Attention deficit hyperactivity disorder(ADHD), is a mental disorder most common in children, which causes symptoms of hyperactivity, impulsive behavior and inattentiveness. Diagnoses of ADHD have noticeably risen since the 1990's. According to the Centers for Disease Control and Prevention, 4.6 million children between the ages of 4 and 17 have been diagnosed with ADHD as of 2011. The exact cause of ADHD is not completely understood, though researchers have noted that patients with this disorder have lower levels of neurotransmitters like dopamine in their brain. As more medications are produced to counteract this rather widespread mental disorder, it can be hard to tell which medication is right for you or your child. Here we will compare two of the more prominent medications used to treat ADHD: dextroamphetamine (Dexedrine) and dextroamphetamine with amphetamine (Adderall). We will outline the the effectiveness of each drug, dosage, any potential side effects, as well as groups who should avoid stimulant drugs such as these.

Adderall and Dexedrine are both central nervous system stimulants. They’re approved for the treatment of ADHD, and when used properly, both have been proven to reduce the symptoms of ADHD. Because both contain amphetamines, they are more likely to be abused than their non-stimulant counterparts.

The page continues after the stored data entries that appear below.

//! Configuration management for Jobscout.
//!
//! Provides TOML-based configuration with XDG-compliant paths and
//! environment variable overrides.

use crate::error::{ConfigError, ConfigResult};
use directories::ProjectDirs;
use serde::{Deserialize, Serialize};
use std::fs;
use std::path::PathBuf;

/// Main application configuration.
///
/// This is loaded from `~/.config/jobscout/config.toml` (or platform
/// equivalent). If the file doesn't exist, default values are used.
#[derive(Debug, Clone, Default, Serialize, Deserialize)]
#[serde(default)]
pub struct AppConfig {
    /// HTTP server settings
    pub server: ServerConfig,
    /// Token verification settings
    pub auth: AuthConfig,
    /// Database settings
    pub database: DatabaseConfig,
    /// Portal scraping settings
    pub scraping: ScrapingConfig,
    /// Search audit settings
    pub audit: AuditConfig,
}

impl AppConfig {
    /// Load configuration from disk, falling back to defaults if not found.
    ///
    /// # Errors
    /// Returns error if:
    /// - Config directory cannot be determined
    /// - File exists but cannot be read
    /// - File contents are not valid TOML
    pub fn load() -> ConfigResult<Self> {
        let config_path = Self::config_path()?;

        if config_path.exists() {
            tracing::debug!("Loading config from {}", config_path.display());
            let contents = fs::read_to_string(&config_path)?;
            let config = toml::from_str(&contents)?;
            Ok(config)
        } else {
            tracing::debug!("Config file not found, using defaults");
            Ok(Self::default())
        }
    }

    /// Load configuration with environment variable overrides.
    ///
    /// Supports the following environment variables:
    /// - `JOBSCOUT_BIND_ADDR`: Override the server bind address
    /// - `JOBSCOUT_TOKEN_SECRET`: Override the token signing secret
    /// - `JOBSCOUT_DB_PATH`: Override the database path
    /// - `JOBSCOUT_AUDIT_ON_FAILURE`: Override the audit failure policy
    ///   (`log` or `fail`)
    pub fn load_with_env() -> ConfigResult<Self> {
        let mut config = Self::load()?;

        // Override from environment
        if let Ok(val) = std::env::var("JOBSCOUT_BIND_ADDR") {
            if !val.is_empty() {
                config.server.bind_addr = val.clone();
                tracing::debug!("Override server.bind_addr from env: {}", val);
            }
        }

        if let Ok(val) = std::env::var("JOBSCOUT_TOKEN_SECRET") {
            if !val.is_empty() {
                config.auth.token_secret = val;
                tracing::debug!("Override auth.token_secret from env");
            }
        }

        if let Ok(val) = std::env::var("JOBSCOUT_DB_PATH") {
            if !val.is_empty() {
                config.database.path = val.clone();
                tracing::debug!("Override database.path from env: {}", val);
            }
        }

        if let Ok(val) = std::env::var("JOBSCOUT_AUDIT_ON_FAILURE") {
            match val.to_ascii_lowercase().as_str() {
                "log" => config.audit.on_failure = AuditFailurePolicy::Log,
                "fail" => config.audit.on_failure = AuditFailurePolicy::Fail,
                other => {
                    return Err(ConfigError::InvalidValue {
                        field: "audit.on_failure".to_string(),
                        reason: format!("expected 'log' or 'fail', got '{other}'"),
                    })
                }
            }
            tracing::debug!("Override audit.on_failure from env: {}", val);
        }

        Ok(config)
    }

    /// Save configuration to disk.
    ///
    /// Creates the config directory if it doesn't exist.
    pub fn save(&self) -> ConfigResult<()> {
        let config_path = Self::config_path()?;
        let config_dir = config_path
            .parent()
            .ok_or_else(|| ConfigError::InvalidValue {
                field: "config_path".to_string(),
                reason: "no parent directory".to_string(),
            })?;

        fs::create_dir_all(config_dir)?;
        tracing::debug!("Saving config to {}", config_path.display());

        let contents = toml::to_string_pretty(self)?;
        fs::write(config_path, contents)?;
        Ok(())
    }

    /// Get the path to the configuration file.
    ///
    /// Uses XDG base directories: `~/.config/jobscout/config.toml`
    pub fn config_path() -> ConfigResult<PathBuf> {
        let dirs =
            ProjectDirs::from("dev", "jobscout", "jobscout").ok_or(ConfigError::NoConfigDir)?;
        Ok(dirs.config_dir().join("config.toml"))
    }

    /// Get the data directory path.
    ///
    /// Uses XDG base directories: `~/.local/share/jobscout`
    pub fn data_dir() -> ConfigResult<PathBuf> {
        let dirs =
            ProjectDirs::from("dev", "jobscout", "jobscout").ok_or(ConfigError::NoConfigDir)?;
        Ok(dirs.data_dir().to_path_buf())
    }
}

/// HTTP server settings.
#[derive(Debug, Clone, Serialize, Deserialize)]
#[serde(default)]
pub struct ServerConfig {
    /// Socket address the server listens on
    pub bind_addr: String,
}

impl Default for ServerConfig {
    fn default() -> Self {
        Self {
            bind_addr: "127.0.0.1:8080".to_string(),
        }
    }
}

/// Token verification settings.
#[derive(Debug, Clone, Serialize, Deserialize)]
#[serde(default)]
pub struct AuthConfig {
    /// HMAC secret used to verify bearer tokens.
    ///
    /// Empty by default; must be supplied via config file or
    /// `JOBSCOUT_TOKEN_SECRET` before the server will start.
    pub token_secret: String,
    /// Clock skew tolerance in seconds when checking expiry
    pub leeway_secs: u64,
}

impl Default for AuthConfig {
    fn default() -> Self {
        Self {
            token_secret: String::new(),
            leeway_secs: 0,
        }
    }
}

/// Database settings.
#[derive(Debug, Clone, Serialize, Deserialize)]
#[serde(default)]
pub struct DatabaseConfig {
    /// Path to the SQLite database file (or `:memory:`)
    pub path: String,
}

impl Default for DatabaseConfig {
    fn default() -> Self {
        Self {
            path: "jobscout.db".to_string(),
        }
    }
}

/// Portal scraping settings.
#[derive(Debug, Clone, Serialize, Deserialize)]
#[serde(default)]
pub struct ScrapingConfig {
    /// Timeout in seconds for a single portal request
    pub request_timeout_secs: u64,
    /// User-Agent header sent to portals
    pub user_agent: String,
    /// Base URL of the careers portal search page
    pub careers_online_url: String,
}

impl Default for ScrapingConfig {
    fn default() -> Self {
        Self {
            request_timeout_secs: 30,
            user_agent: format!("jobscout/{}", env!("CARGO_PKG_VERSION")),
            careers_online_url: "https://careersonline.example.edu/jobs/search".to_string(),
        }
    }
}

/// Policy applied when a search audit write fails after a successful scrape.
#[derive(Debug, Clone, Copy, PartialEq, Eq, Serialize, Deserialize)]
#[serde(rename_all = "lowercase")]
pub enum AuditFailurePolicy {
    /// Log the failure and return the scrape result anyway
    Log,
    /// Fail the whole request
    Fail,
}

/// Search audit settings.
#[derive(Debug, Clone, Serialize, Deserialize)]
#[serde(default)]
pub struct AuditConfig {
    /// What to do when the audit insert fails
    pub on_failure: AuditFailurePolicy,
}

impl Default for AuditConfig {
    fn default() -> Self {
        Self {
            on_failure: AuditFailurePolicy::Log,
        }
    }
}
//! Shared server state injected into handlers.

use jobscout_auth::Authenticator;
use jobscout_scraper::ScrapeOrchestrator;
use std::sync::Arc;

/// Application state shared across requests.
///
/// Everything here is `Arc`-shared and internally synchronized; handlers
/// acquire it per request through axum's `State` extractor. There is no
/// process-wide mutable state.
#[derive(Clone)]
pub struct AppState {
    /// Token verification and credential resolution
    pub authenticator: Arc<Authenticator>,
    /// Scrape-then-audit orchestration core
    pub orchestrator: Arc<ScrapeOrchestrator>,
}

Both Adderall and Dexedrine work by increasing the number of neurotransmitters in the brain. They also make those neurotransmitters last longer in the parts of the brain that control attention and alertness. By stimulating these areas in the brain, symptoms of ADHD can be reduced.

Both Dexedrine and Adderall are usually taken once a day in their extended release forms. Immediate release forms may also be taken two to three times daily, depending on how a patient reacts to the medication. The starting dose for Dexedrine is often between 2.5 mg and 5 mg per day. The dose may need to be adjusted gradually, as your doctor monitors that the drug is working well. This ensures you are taking the lowest possible dose to cure your symptoms. Adult doses range from 5 mg to 60 mg per day. Children may be given doses ranging from 2.5 mg to 40 mg per day. There are several strengths of immediate release Dexedrine and an extended release form, so the dose can be individualized. The starting dose for Adderall is usually 5 mg and may be gradually adjusted by your doctor to ensure you are taking the lowest dose effective for your symptoms. The maximum daily dose is 40 mg to 60 mg per day. Children are often started at 2.5 mg a day, and are gradually increased to a maximum of 40 mg per day.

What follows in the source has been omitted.